Reflections #145 - By Patsy West
The amount of beads worn by Seminole women was a phenomenon to all who saw them. Imagine the amount of stamina it took to conduct daily tasks, which were a lot more vigorous than sitting in front of a TV, while wearing 12 pounds or so of beads!
Following the Third Seminole War, as trade again resumed in the small trading posts on the rivers such as the Caloosahatchee, the Miami and New River, beads were one of the first things that the Seminole women purchased, after groceries. Recently, I discussed Aklophi (O-ce-lo-pee) and the prized string of beads that she recalled buying as a young girl when she visited Miami with her family just after the war in the 1860’s. She wore them the rest of her long life.
The necklace beads were glass, and about the size of a pea. Light blue, dark blue, and red appear to have been the most favorite colors. The beads were made in Italy and the country once known as Czechoslovakia where they were shipped to bead distributors in the northeastern United States. New York City continues to have a “bead District” which some ladies from the Reservation visited last year!

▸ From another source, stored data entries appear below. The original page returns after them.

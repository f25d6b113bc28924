//! Lightweight SQL classifier.
//!
//! Deliberately not a grammar: first-keyword classification plus anchor
//! regexes for table extraction. The multi-statement scanner runs over the
//! raw bytes before any comment stripping so that semicolons hidden in
//! comments cannot skew the verdict.

use std::collections::HashMap;

use regex::{Regex, RegexBuilder};
use tracing::warn;

use crate::error::ParseError;

/// First-keyword classification of a statement.
#[derive(Debug, Clone, Copy, PartialEq, Eq)]
pub enum SqlCommand {
    Select,
    Insert,
    Update,
    Delete,
    Drop,
    Truncate,
    Alter,
    Create,
    Call,
    Prepare,
    Execute,
    Unknown,
}

impl SqlCommand {
    pub fn as_str(&self) -> &'static str {
        match self {
            SqlCommand::Select => "SELECT",
            SqlCommand::Insert => "INSERT",
            SqlCommand::Update => "UPDATE",
            SqlCommand::Delete => "DELETE",
            SqlCommand::Drop => "DROP",
            SqlCommand::Truncate => "TRUNCATE",
            SqlCommand::Alter => "ALTER",
            SqlCommand::Create => "CREATE",
            SqlCommand::Call => "CALL",
            SqlCommand::Prepare => "PREPARE",
            SqlCommand::Execute => "EXECUTE",
            SqlCommand::Unknown => "UNKNOWN",
        }
    }

    fn from_keyword(keyword: &str) -> Self {
        match keyword {
            "SELECT" => SqlCommand::Select,
            "INSERT" => SqlCommand::Insert,
            "UPDATE" => SqlCommand::Update,
            "DELETE" => SqlCommand::Delete,
            "DROP" => SqlCommand::Drop,
            "TRUNCATE" => SqlCommand::Truncate,
            "ALTER" => SqlCommand::Alter,
            "CREATE" => SqlCommand::Create,
            "CALL" => SqlCommand::Call,
            "PREPARE" => SqlCommand::Prepare,
            "EXECUTE" => SqlCommand::Execute,
            _ => SqlCommand::Unknown,
        }
    }
}

/// Classifier output. `raw_sql` is the byte-for-byte original; `tables` may
/// be incomplete for subqueries and CTEs (the extractor does not recurse).
#[derive(Debug, Clone)]
pub struct ParsedQuery {
    pub command: SqlCommand,
    pub tables: Vec<String>,
    pub raw_sql: String,
    pub has_where_clause: bool,
    /// CALL target, captured here instead of being smuggled through
    /// `tables[0]`
    pub procedure_name: Option<String>,
}

/// SQL classifier with its anchor patterns compiled once.
pub struct SqlClassifier {
    anchors: HashMap<&'static str, Regex>,
    where_re: Regex,
    call_re: Regex,
}

/// Anchor keywords per command for table extraction.
const SELECT_DELETE_ANCHORS: &[&str] = &["FROM", "JOIN"];
const INSERT_ANCHORS: &[&str] = &["INTO"];
const UPDATE_ANCHORS: &[&str] = &["UPDATE", "JOIN"];
const DDL_ANCHORS: &[&str] = &["TABLE"];

fn is_table_name_byte(b: u8) -> bool {
    b.is_ascii_alphanumeric() || b == b'_' || b == b'.' || b == b'`'
}

impl SqlClassifier {
    pub fn new() -> Self {
        let mut anchors = HashMap::new();
        for anchor in ["FROM", "JOIN", "INTO", "UPDATE", "TABLE"] {
            // anchor followed by a comma-separated list of (optionally
            // back-ticked) dotted identifiers
            let pattern = format!(r"\b{anchor}\s+(`?[\w.]+`?(?:\s*,\s*`?[\w.]+`?)*)");
            let re = RegexBuilder::new(&pattern)
                .case_insensitive(true)
                .build()
                .expect("anchor pattern is a compile-time constant");
            anchors.insert(anchor, re);
        }

        Self {
            anchors,
            where_re: Regex::new(r"\bWHERE\b").expect("constant pattern"),
            call_re: RegexBuilder::new(r"CALL\s+([\w.]+)\s*\(")
                .case_insensitive(true)
                .build()
                .expect("constant pattern"),
        }
    }

    /// Classify one statement.
    ///
    /// Fails with `InvalidSql` on empty input, comments-only input, and
    /// multi-statement SQL (any `;` outside strings/comments that is
    /// followed by anything other than whitespace).
    pub fn parse(&self, sql: &str) -> Result<ParsedQuery, ParseError> {
        if sql.trim().is_empty() {
            return Err(ParseError::invalid_sql("empty SQL input", sql));
        }

        check_multi_statement(sql)?;

        let stripped = remove_comments(sql);
        let normalized = stripped.to_ascii_uppercase();
        let normalized = normalized.trim();
        if normalized.is_empty() {
            return Err(ParseError::invalid_sql(
                "SQL is empty after comment removal",
                sql,
            ));
        }

        let first_keyword = normalized
            .split_whitespace()
            .next()
            .unwrap_or_default();
        let command = SqlCommand::from_keyword(first_keyword);

        let mut tables = Vec::new();
        let anchor_set: &[&str] = match command {
            SqlCommand::Select | SqlCommand::Delete => SELECT_DELETE_ANCHORS,
            SqlCommand::Insert => INSERT_ANCHORS,
            SqlCommand::Update => UPDATE_ANCHORS,
            SqlCommand::Drop | SqlCommand::Truncate | SqlCommand::Alter | SqlCommand::Create => {
                DDL_ANCHORS
            }
            _ => &[],
        };
        for &anchor in anchor_set {
            self.extract_tables(normalized, sql, anchor, &mut tables);
        }

        let procedure_name = if command == SqlCommand::Call {
            self.call_re
                .captures(sql)
                .and_then(|c| c.get(1))
                .map(|m| m.as_str().to_string())
        } else {
            None
        };

        Ok(ParsedQuery {
            command,
            tables,
            raw_sql: sql.to_string(),
            has_where_clause: self.where_re.is_match(normalized),
            procedure_name,
        })
    }

    fn extract_tables(
        &self,
        normalized: &str,
        raw: &str,
        anchor: &'static str,
        out: &mut Vec<String>,
    ) {
        let Some(re) = self.anchors.get(anchor) else {
            return;
        };

        for caps in re.captures_iter(normalized) {
            let Some(list) = caps.get(1) else { continue };
            for token in list.as_str().split(',') {
                let token = token.trim().trim_matches('`');
                // a `(` opens a subquery; the extractor does not recurse
                if token.is_empty() || token.starts_with('(') {
                    continue;
                }

                let name = recover_casing(raw, token);
                let upper = name.to_ascii_uppercase();
                if !out.iter().any(|t| t.to_ascii_uppercase() == upper) {
                    out.push(name);
                }
            }
        }
    }
}

impl Default for SqlClassifier {
    fn default() -> Self {
        Self::new()
    }
}

/// Find `token` in the raw SQL with word-boundary checks and return the
/// original casing; falls back to the normalized token.
fn recover_casing(raw: &str, token: &str) -> String {
    let raw_upper = raw.to_ascii_uppercase();
    let token_upper = token.to_ascii_uppercase();
    let raw_bytes = raw.as_bytes();

    let mut search_from = 0;
    while let Some(hay) = raw_upper.get(search_from..) {
        let Some(found) = hay.find(&token_upper) else {
            break;
        };
        let start = search_from + found;
        let end = start + token_upper.len();

        let valid_start = start == 0 || !is_table_name_byte(raw_bytes[start - 1]);
        let valid_end = end >= raw_bytes.len() || !is_table_name_byte(raw_bytes[end]);
        if valid_start && valid_end {
            if let Some(original) = raw.get(start..end) {
                return original.to_string();
            }
        }
        search_from = start + 1;
    }
    token.to_string()
}

#[derive(Debug, Clone, Copy, PartialEq, Eq)]
enum ScanState {
    Normal,
    SingleQuote,
    DoubleQuote,
    BlockComment,
    LineComment,
    HashComment,
}

/// Reject multi-statement SQL.
///
/// A `;` in Normal state terminates the statement; only whitespace may
/// follow. `''`/`""` are embedded-quote escapes, backslash escapes the next
/// byte inside quoted states. ANSI-quotes mode (where `"` delimits
/// identifiers) is not modeled; treating `"` as a string opener is the more
/// conservative reading.
fn check_multi_statement(sql: &str) -> Result<(), ParseError> {
    let bytes = sql.as_bytes();
    let len = bytes.len();
    let mut state = ScanState::Normal;
    let mut i = 0;

    while i < len {
        let c = bytes[i];
        let next = bytes.get(i + 1).copied();

        match state {
            ScanState::Normal => match c {
                b'\'' => state = ScanState::SingleQuote,
                b'"' => state = ScanState::DoubleQuote,
                b'/' if next == Some(b'*') => {
                    state = ScanState::BlockComment;
                    i += 1;
                }
                b'-' if next == Some(b'-') => {
                    state = ScanState::LineComment;
                    i += 1;
                }
                b'#' => state = ScanState::HashComment,
                b';' => {
                    if bytes[i + 1..].iter().any(|b| !b.is_ascii_whitespace()) {
                        let prefix: String = sql.chars().take(80).collect();
                        warn!(sql_prefix = %prefix, "multi-statement SQL rejected");
                        return Err(ParseError::invalid_sql(
                            "multi-statement SQL: semicolon outside string or comment",
                            sql,
                        ));
                    }
                    return Ok(());
                }
                _ => {}
            },
            ScanState::SingleQuote => match c {
                b'\\' => i += 1,
                b'\'' if next == Some(b'\'') => i += 1,
                b'\'' => state = ScanState::Normal,
                _ => {}
            },
            ScanState::DoubleQuote => match c {
                b'\\' => i += 1,
                b'"' if next == Some(b'"') => i += 1,
                b'"' => state = ScanState::Normal,
                _ => {}
            },
            ScanState::BlockComment => {
                if c == b'*' && next == Some(b'/') {
                    state = ScanState::Normal;
                    i += 1;
                }
            }
            ScanState::LineComment | ScanState::HashComment => {
                if c == b'\n' {
                    state = ScanState::Normal;
                }
            }
        }
        i += 1;
    }

    Ok(())
}

/// Strip comments from SQL.
///
/// Block comments become a single space so `DROP/**/TABLE` does not fuse
/// into `DROPTABLE`; line comments are removed to end of line. No nesting.
fn remove_comments(sql: &str) -> String {
    let bytes = sql.as_bytes();
    let len = bytes.len();
    let mut out = Vec::with_capacity(len);
    let mut i = 0;

    while i < len {
        if i + 1 < len && bytes[i] == b'/' && bytes[i + 1] == b'*' {
            i += 2;
            while i + 1 < len {
                if bytes[i] == b'*' && bytes[i + 1] == b'/' {
                    i += 2;
                    break;
                }
                i += 1;
            }
            // an unterminated block comment swallows the rest
            if i + 1 >= len && !(i >= 2 && bytes[i - 2] == b'*' && bytes[i - 1] == b'/') {
                i = len;
            }
            out.push(b' ');
            continue;
        }

        if i + 1 < len && bytes[i] == b'-' && bytes[i + 1] == b'-' {
            while i < len && bytes[i] != b'\n' {
                i += 1;
            }
            continue;
        }

        if bytes[i] == b'#' {
            while i < len && bytes[i] != b'\n' {
                i += 1;
            }
            continue;
        }

        out.push(bytes[i]);
        i += 1;
    }

    String::from_utf8_lossy(&out).into_owned()
}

Beads were an important part of a Seminole woman’s daily routine. Upon waking, a woman would take the graduated bunches of beads from the basket to which she had stored them the night before. Meticulously, she would gather them around her neck, tying each bunch together with a string. Soon, they would be mounded from shoulders to neck. Picking guavas, chasing after her hogs, cooking over the fire, soon it was evening. At night the process was reversed. With scissors, she would clip the strings holding the bunches, beginning at the neck and lay them neatly in the basket. After a day in the southern Florida humidity, her neck would be puckery like hands left too long in water.
Like Aklophi’s beads, a Seminole woman’s beads were bought any time (not one strand for every year of her life like some insipid poem written by a non-Indian woman years ago states!) that she had extra money, perhaps from the sale of her hogs or from her manufacture of sacks of coontie starch.
Seminole Women had their own income and were independent in their wealth long before non-Indian women were allowed to manage their own affairs. But beads were also an important courting gift. When a man courted a woman, or brought her engagement presents, he might bring silver combs, a mirror, and almost always, necklace beads.
Beads were also a hazard. One account in the 1930s discussed a tragedy that occurred on Barron’s River. A canoe with two women in it capsized and both were drowned. A newspaper article attributed the deaths to not being able to swim and the weight from the beads that they wore, which dragged them down. By the 1950s, some women who had worn such heavy weights of beads all of their lives were diagnosed with severe neck and shoulder problems. However, they did not want to give up their beads. Some put up with the pain, for the sake of fashion.